Copy each line of the records below that mentions the word "bind".
**** EXTRACTED MATERIAL ****
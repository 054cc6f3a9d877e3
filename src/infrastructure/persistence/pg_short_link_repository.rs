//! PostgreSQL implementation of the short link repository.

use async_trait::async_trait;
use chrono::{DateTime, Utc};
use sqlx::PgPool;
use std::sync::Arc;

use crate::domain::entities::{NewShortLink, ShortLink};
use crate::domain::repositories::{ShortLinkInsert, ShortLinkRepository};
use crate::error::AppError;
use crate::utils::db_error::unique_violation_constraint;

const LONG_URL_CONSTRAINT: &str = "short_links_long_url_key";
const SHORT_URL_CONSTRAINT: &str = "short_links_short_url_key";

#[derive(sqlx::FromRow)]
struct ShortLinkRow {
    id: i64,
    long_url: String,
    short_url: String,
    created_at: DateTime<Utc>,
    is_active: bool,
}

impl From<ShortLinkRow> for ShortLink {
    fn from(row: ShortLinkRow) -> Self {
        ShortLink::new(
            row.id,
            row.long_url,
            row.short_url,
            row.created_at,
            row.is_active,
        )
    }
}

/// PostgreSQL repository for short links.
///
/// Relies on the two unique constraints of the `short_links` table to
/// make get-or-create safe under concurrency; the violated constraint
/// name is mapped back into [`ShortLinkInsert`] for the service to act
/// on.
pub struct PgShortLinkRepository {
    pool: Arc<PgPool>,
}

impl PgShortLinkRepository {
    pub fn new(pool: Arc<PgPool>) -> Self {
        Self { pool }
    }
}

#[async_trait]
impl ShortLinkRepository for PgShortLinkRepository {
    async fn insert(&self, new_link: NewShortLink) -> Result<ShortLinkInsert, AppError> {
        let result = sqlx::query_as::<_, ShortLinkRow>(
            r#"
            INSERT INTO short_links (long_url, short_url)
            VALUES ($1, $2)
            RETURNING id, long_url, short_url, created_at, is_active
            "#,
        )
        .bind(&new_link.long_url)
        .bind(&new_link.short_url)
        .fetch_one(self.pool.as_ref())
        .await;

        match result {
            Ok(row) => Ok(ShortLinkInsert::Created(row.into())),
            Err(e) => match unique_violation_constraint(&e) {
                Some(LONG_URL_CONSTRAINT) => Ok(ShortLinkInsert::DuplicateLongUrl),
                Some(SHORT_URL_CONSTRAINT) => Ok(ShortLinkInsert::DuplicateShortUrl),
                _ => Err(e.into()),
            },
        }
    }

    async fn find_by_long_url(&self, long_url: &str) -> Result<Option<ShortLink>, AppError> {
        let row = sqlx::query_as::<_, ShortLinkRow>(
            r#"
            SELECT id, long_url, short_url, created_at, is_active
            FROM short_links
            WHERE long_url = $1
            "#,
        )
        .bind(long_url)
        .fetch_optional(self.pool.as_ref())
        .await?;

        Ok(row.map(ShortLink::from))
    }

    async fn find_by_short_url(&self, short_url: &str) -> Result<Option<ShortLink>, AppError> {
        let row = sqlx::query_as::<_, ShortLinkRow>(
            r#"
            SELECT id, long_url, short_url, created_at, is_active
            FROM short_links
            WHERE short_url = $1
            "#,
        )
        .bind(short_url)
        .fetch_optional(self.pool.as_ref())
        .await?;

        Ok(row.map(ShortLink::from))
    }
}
****
**** EXTRACTED MATERIAL ****
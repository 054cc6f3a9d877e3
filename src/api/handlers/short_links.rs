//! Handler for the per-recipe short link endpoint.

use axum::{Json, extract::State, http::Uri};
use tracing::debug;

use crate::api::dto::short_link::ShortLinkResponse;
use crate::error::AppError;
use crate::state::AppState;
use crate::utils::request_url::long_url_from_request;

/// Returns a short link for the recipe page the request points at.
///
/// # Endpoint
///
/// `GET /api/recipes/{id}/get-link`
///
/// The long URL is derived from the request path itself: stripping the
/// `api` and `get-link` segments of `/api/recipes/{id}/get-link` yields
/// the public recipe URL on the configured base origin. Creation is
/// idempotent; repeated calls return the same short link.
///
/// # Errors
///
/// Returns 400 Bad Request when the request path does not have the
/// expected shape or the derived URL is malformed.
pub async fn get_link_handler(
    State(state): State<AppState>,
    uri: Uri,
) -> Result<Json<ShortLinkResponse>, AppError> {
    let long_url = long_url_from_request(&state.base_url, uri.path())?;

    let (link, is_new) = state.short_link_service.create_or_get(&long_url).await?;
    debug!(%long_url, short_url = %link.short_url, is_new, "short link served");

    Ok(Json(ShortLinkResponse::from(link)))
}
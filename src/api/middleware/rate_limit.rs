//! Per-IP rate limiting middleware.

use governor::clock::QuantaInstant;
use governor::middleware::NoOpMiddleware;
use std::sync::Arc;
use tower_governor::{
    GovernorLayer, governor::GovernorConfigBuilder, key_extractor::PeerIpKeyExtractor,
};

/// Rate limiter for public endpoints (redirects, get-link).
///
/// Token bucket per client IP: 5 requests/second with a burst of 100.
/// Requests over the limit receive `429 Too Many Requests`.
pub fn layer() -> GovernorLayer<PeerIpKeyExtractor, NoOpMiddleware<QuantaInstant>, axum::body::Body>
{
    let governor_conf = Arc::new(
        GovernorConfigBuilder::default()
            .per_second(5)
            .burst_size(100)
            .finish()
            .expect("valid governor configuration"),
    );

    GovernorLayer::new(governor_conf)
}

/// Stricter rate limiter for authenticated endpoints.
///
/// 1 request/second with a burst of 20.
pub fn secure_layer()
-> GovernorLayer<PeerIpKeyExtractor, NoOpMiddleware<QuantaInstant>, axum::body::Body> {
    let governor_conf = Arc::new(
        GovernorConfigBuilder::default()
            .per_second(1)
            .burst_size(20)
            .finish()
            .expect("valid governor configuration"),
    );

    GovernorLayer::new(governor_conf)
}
****
REPLY:
        .bind(&new_link.long_url)
        .bind(&new_link.short_url)
        .bind(long_url)
        .bind(short_url)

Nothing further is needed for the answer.